§ Instructions to follow
For the entries below, how many lines include the word "into"? Give the figure and nothing more.

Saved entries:

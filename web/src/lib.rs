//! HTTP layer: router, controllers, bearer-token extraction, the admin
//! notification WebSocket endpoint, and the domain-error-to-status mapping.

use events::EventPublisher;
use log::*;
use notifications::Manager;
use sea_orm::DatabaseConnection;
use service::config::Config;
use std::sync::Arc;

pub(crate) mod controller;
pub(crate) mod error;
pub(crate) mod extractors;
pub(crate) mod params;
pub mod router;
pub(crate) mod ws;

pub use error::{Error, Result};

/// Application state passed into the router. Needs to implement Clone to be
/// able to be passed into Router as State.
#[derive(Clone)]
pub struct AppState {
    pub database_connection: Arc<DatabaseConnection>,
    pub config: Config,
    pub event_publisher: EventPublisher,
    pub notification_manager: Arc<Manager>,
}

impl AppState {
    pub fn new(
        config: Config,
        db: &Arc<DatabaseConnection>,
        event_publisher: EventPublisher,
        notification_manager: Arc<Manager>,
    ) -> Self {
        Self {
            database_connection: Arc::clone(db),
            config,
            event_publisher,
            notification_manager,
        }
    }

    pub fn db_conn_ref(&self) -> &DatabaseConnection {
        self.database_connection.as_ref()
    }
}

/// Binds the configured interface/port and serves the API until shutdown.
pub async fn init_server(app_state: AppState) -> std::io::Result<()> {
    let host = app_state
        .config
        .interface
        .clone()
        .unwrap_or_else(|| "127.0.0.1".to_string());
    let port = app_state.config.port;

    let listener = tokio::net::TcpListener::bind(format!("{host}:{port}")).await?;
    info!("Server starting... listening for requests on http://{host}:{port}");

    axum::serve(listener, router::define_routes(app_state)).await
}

§ Task answer
2